What are the effects of transfer of undertakings (TUPE)?

Last updated: 17 Jun 2021

TUPE means that if there is a transfer of undertakings, employees’ contracts are transferred to the new employer.

What transfers?

After the transfer is completed, all the transferor’s responsibilities in connection with contracts of employment transfer to the new employer.

The new employer has to take on all existing contractual terms. These include expressly agreed and implied terms, such as:

  • pay
  • allowances
  • hours
  • redundancy entitlement
  • holidays
  • sick pay arrangements.

Where it is not possible to transfer a contractual term to the new employer, for example, a profit sharing scheme, the new employer must offer a scheme of ‘substantial equivalence’.

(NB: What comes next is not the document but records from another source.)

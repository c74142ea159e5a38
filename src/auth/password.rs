//! Credential hashing and verification (bcrypt).
//!
//! Both functions are CPU bound; async callers run them on the blocking pool.

/// Hash a plaintext password with the given bcrypt cost.
pub fn hash_password(password: &str, cost: u32) -> Result<String, bcrypt::BcryptError> {
    bcrypt::hash(password, cost)
}

/// Check a plaintext candidate against a stored bcrypt hash.
///
/// A malformed stored hash never verifies.
pub fn verify_password(candidate: &str, stored_hash: &str) -> bool {
    bcrypt::verify(candidate, stored_hash).unwrap_or(false)
}

#[cfg(test)]
mod tests {
    use super::*;

    const COST: u32 = 4;

    #[test]
    fn test_password_hashing() {
        let hash = hash_password("TestPassword123!", COST).unwrap();

        assert_ne!(hash, "TestPassword123!");
        assert!(verify_password("TestPassword123!", &hash));
        assert!(!verify_password("WrongPassword", &hash));
    }

    #[test]
    fn test_hashes_are_salted() {
        let a = hash_password("same-password", COST).unwrap();
        let b = hash_password("same-password", COST).unwrap();
        assert_ne!(a, b);
    }

    #[test]
    fn test_malformed_hash_does_not_verify() {
        assert!(!verify_password("anything", "not-a-bcrypt-hash"));
        assert!(!verify_password("", ""));
    }
}
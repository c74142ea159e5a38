//! Observability subsystem.
//!
//! # Data Flow
//! ```text
//! All subsystems produce:
//!     → logging.rs (structured log events)
//!     → metrics.rs (counters, histograms)
//!
//! Consumers:
//!     → Log aggregation (stdout, pretty or JSON)
//!     → Metrics endpoint (Prometheus scrape)
//! ```
//!
//! The request ID assigned at the edge is recorded on the request span, so
//! every event logged while handling a request carries it.

pub mod logging;
pub mod metrics;

pub use logging::init_logging;
pub use metrics::init_metrics;
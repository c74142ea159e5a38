//! HTTP protocol handling subsystem.
//!
//! # Data Flow
//! ```text
//! TCP connection
//!     → server.rs (Axum setup, middleware stack)
//!     → request.rs (request ID, JSON and query extraction)
//!     → [auth | data | blockchain] routers under the API prefix
//!     → error.rs (failures rendered as { success: false, message })
//!     → Send to client
//! ```

pub mod health;
pub mod request;
pub mod server;

pub use request::{request_id, ApiJson, ApiQuery, X_REQUEST_ID};
pub use server::{AppState, HttpServer, StartupError};
//! Structured logging.
//!
//! `RUST_LOG` wins over the configured level when set. JSON output is meant
//! for production log shipping, pretty output for local development.

use tracing_subscriber::{fmt, layer::SubscriberExt, util::SubscriberInitExt, EnvFilter};

use crate::config::{LogFormat, ObservabilityConfig};

/// Install the global subscriber. Calling this twice is a no-op.
pub fn init_logging(config: &ObservabilityConfig) {
    let filter = EnvFilter::try_from_default_env()
        .or_else(|_| EnvFilter::try_new(default_directives(&config.log_level)))
        .unwrap_or_else(|_| EnvFilter::new("info"));

    let registry = tracing_subscriber::registry().with(filter);

    let result = match config.log_format {
        LogFormat::Json => registry
            .with(fmt::layer().json().with_current_span(true).with_target(true))
            .try_init(),
        LogFormat::Pretty => registry.with(fmt::layer().with_target(true)).try_init(),
    };

    if let Err(e) = result {
        eprintln!("Logging already initialized: {}", e);
    }
}

/// Directives for the crate and the HTTP stack at the configured level.
fn default_directives(level: &str) -> String {
    let level = level.trim().to_lowercase();
    format!("{level},assessment_api={level},tower_http={level}")
}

Full pension rights do not transfer under TUPE. Redundancy payments, however, are covered by TUPE and will transfer to the new employer, even where they are linked to pension provisions.

Union recognition agreements also transfer to the new employer.

Liability for past breaches of contract also transfers to the new employer. For example the transferee will be responsible for arrears of pay that accrued before the transfer. Liability for accidents at work should also transfer.

Employment between the two employers will be continuous.

In calculating the length of continuous employment, years with the transferor will be added to time with the transferee.